Instructions for the task:
Line by line, transcribe the listing below exactly.
== == ==
//! Core data models for the ledger
//!
//! This module contains the data structures that represent the ledger
//! domain: transactions, money amounts, category sets and date input.

pub mod category;
pub mod date;
pub mod money;
pub mod transaction;

pub use category::CategoryConfig;
pub use date::{parse_date, parse_date_or, today, DateInput, DATE_FORMAT};
pub use money::Money;
pub use transaction::{Transaction, TransactionKind, UnknownKind};
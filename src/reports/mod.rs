//! Reports module for the ledger
//!
//! Provides the monthly income and expense summary.

pub mod monthly;

pub use monthly::{compute_monthly_summary, CategoryTotal, MonthlyReport};
//! Custom error types for the ledger
//!
//! This module defines the error hierarchy for the application using thiserror
//! for ergonomic error definitions. Every variant is recoverable by the caller.

use thiserror::Error;

/// The main error type for ledger operations
#[derive(Error, Debug)]
pub enum LedgerError {
    /// A record in the transaction file could not be parsed
    #[error("Corrupt data at line {line}: {reason} (content: \"{content}\")")]
    CorruptData {
        line: usize,
        content: String,
        reason: String,
    },

    /// The transaction file could not be written
    #[error("Persistence error: {0}")]
    Persistence(String),

    /// A date string did not match `yyyy-MM-dd`
    #[error("Invalid date format: {0}")]
    DateFormat(String),

    /// An amount string could not be turned into money
    #[error("Invalid amount: {0}")]
    InvalidAmount(String),

    /// A numbered menu or category choice was out of range
    #[error("Invalid selection '{choice}': expected a number between 1 and {max}")]
    InvalidSelection { choice: String, max: usize },

    /// Input rejected by the input layer (unknown category, month out of range)
    #[error("Validation error: {0}")]
    Validation(String),

    /// Configuration-related errors
    #[error("Configuration error: {0}")]
    Config(String),

    /// File I/O errors
    #[error("I/O error: {0}")]
    Io(String),

    /// JSON serialization/deserialization errors
    #[error("JSON error: {0}")]
    Json(String),
}

impl LedgerError {
    /// Create a corrupt data error for a record in the transaction file
    pub fn corrupt(line: usize, content: impl Into<String>, reason: impl Into<String>) -> Self {
        Self::CorruptData {
            line,
            content: content.into(),
            reason: reason.into(),
        }
    }

    /// Check if this is a corrupt data error
    pub fn is_corrupt_data(&self) -> bool {
        matches!(self, Self::CorruptData { .. })
    }

    /// Check if this is a persistence error
    pub fn is_persistence(&self) -> bool {
        matches!(self, Self::Persistence(_))
    }
}

impl From<std::io::Error> for LedgerError {
    fn from(err: std::io::Error) -> Self {
        Self::Io(err.to_string())
    }
}

impl From<serde_json::Error> for LedgerError {
    fn from(err: serde_json::Error) -> Self {
        Self::Json(err.to_string())
    }
}

/// Result type alias for ledger operations
pub type LedgerResult<T> = Result<T, LedgerError>;

#[cfg(test)]
mod tests {
    use super::*;

    #[test]
    fn test_corrupt_data_display() {
        let err = LedgerError::corrupt(3, "2024-01-01,Income", "expected 5 fields, found 2");
        assert_eq!(
            err.to_string(),
            "Corrupt data at line 3: expected 5 fields, found 2 (content: \"2024-01-01,Income\")"
        );
        assert!(err.is_corrupt_data());
        assert!(!err.is_persistence());
    }

    #[test]
    fn test_invalid_selection_display() {
        let err = LedgerError::InvalidSelection {
            choice: "7".into(),
            max: 5,
        };
        assert_eq!(
            err.to_string(),
            "Invalid selection '7': expected a number between 1 and 5"
        );
    }

    #[test]
    fn test_from_io_error() {
        let io_err = std::io::Error::new(std::io::ErrorKind::PermissionDenied, "denied");
        let err: LedgerError = io_err.into();
        assert!(matches!(err, LedgerError::Io(_)));
    }
}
== == ==
Solution to this task:
//! Core data models for the ledger
//!
//! This module contains the data structures that represent the ledger
//! domain: transactions, money amounts, category sets and date input.

pub mod category;
pub mod date;
pub mod money;
pub mod transaction;

pub use category::CategoryConfig;
pub use date::{parse_date, parse_date_or, today, DateInput, DATE_FORMAT};
pub use money::Money;
pub use transaction::{Transaction, TransactionKind, UnknownKind};
filename src/reports/mod.rs
//! Reports module for the ledger
//!
//! Provides the monthly income and expense summary.

pub mod monthly;

pub use monthly::{compute_monthly_summary, CategoryTotal, MonthlyReport};
//! Custom error types for the ledger
//!
//! This module defines the error hierarchy for the application using thiserror
//! for ergonomic error definitions. Every variant is recoverable by the caller.

use thiserror::Error;

/// The main error type for ledger operations
#[derive(Error, Debug)]
pub enum LedgerError {
    /// A record in the transaction file could not be parsed
    #[error("Corrupt data at line {line}: {reason} (content: \"{content}\")")]
    CorruptData {
        line: usize,
        content: String,
        reason: String,
    },

    /// The transaction file could not be written
    #[error("Persistence error: {0}")]
    Persistence(String),

    /// A date string did not match `yyyy-MM-dd`
    #[error("Invalid date format: {0}")]
    DateFormat(String),

    /// An amount string could not be turned into money
    #[error("Invalid amount: {0}")]
    InvalidAmount(String),

    /// A numbered menu or category choice was out of range
    #[error("Invalid selection '{choice}': expected a number between 1 and {max}")]
    InvalidSelection { choice: String, max: usize },

    /// Input rejected by the input layer (unknown category, month out of range)
    #[error("Validation error: {0}")]
    Validation(String),

    /// Configuration-related errors
    #[error("Configuration error: {0}")]
    Config(String),

    /// File I/O errors
    #[error("I/O error: {0}")]
    Io(String),

    /// JSON serialization/deserialization errors
    #[error("JSON error: {0}")]
    Json(String),
}

impl LedgerError {
    /// Create a corrupt data error for a record in the transaction file
    pub fn corrupt(line: usize, content: impl Into<String>, reason: impl Into<String>) -> Self {
        Self::CorruptData {
            line,
            content: content.into(),
            reason: reason.into(),
        }
    }

    /// Check if this is a corrupt data error
    pub fn is_corrupt_data(&self) -> bool {
        matches!(self, Self::CorruptData { .. })
    }

    /// Check if this is a persistence error
    pub fn is_persistence(&self) -> bool {
        matches!(self, Self::Persistence(_))
    }
}

impl From<std::io::Error> for LedgerError {
    fn from(err: std::io::Error) -> Self {
        Self::Io(err.to_string())
    }
}

impl From<serde_json::Error> for LedgerError {
    fn from(err: serde_json::Error) -> Self {
        Self::Json(err.to_string())
    }
}

/// Result type alias for ledger operations
pub type LedgerResult<T> = Result<T, LedgerError>;

#[cfg(test)]
mod tests {
    use super::*;

    #[test]
    fn test_corrupt_data_display() {
        let err = LedgerError::corrupt(3, "2024-01-01,Income", "expected 5 fields, found 2");
        assert_eq!(
            err.to_string(),
            "Corrupt data at line 3: expected 5 fields, found 2 (content: \"2024-01-01,Income\")"
        );
        assert!(err.is_corrupt_data());
        assert!(!err.is_persistence());
    }

    #[test]
    fn test_invalid_selection_display() {
        let err = LedgerError::InvalidSelection {
            choice: "7".into(),
            max: 5,
        };
        assert_eq!(
            err.to_string(),
            "Invalid selection '7': expected a number between 1 and 5"
        );
    }

    #[test]
    fn test_from_io_error() {
        let io_err = std::io::Error::new(std::io::ErrorKind::PermissionDenied, "denied");
        let err: LedgerError = io_err.into();
        assert!(matches!(err, LedgerError::Io(_)));
    }
}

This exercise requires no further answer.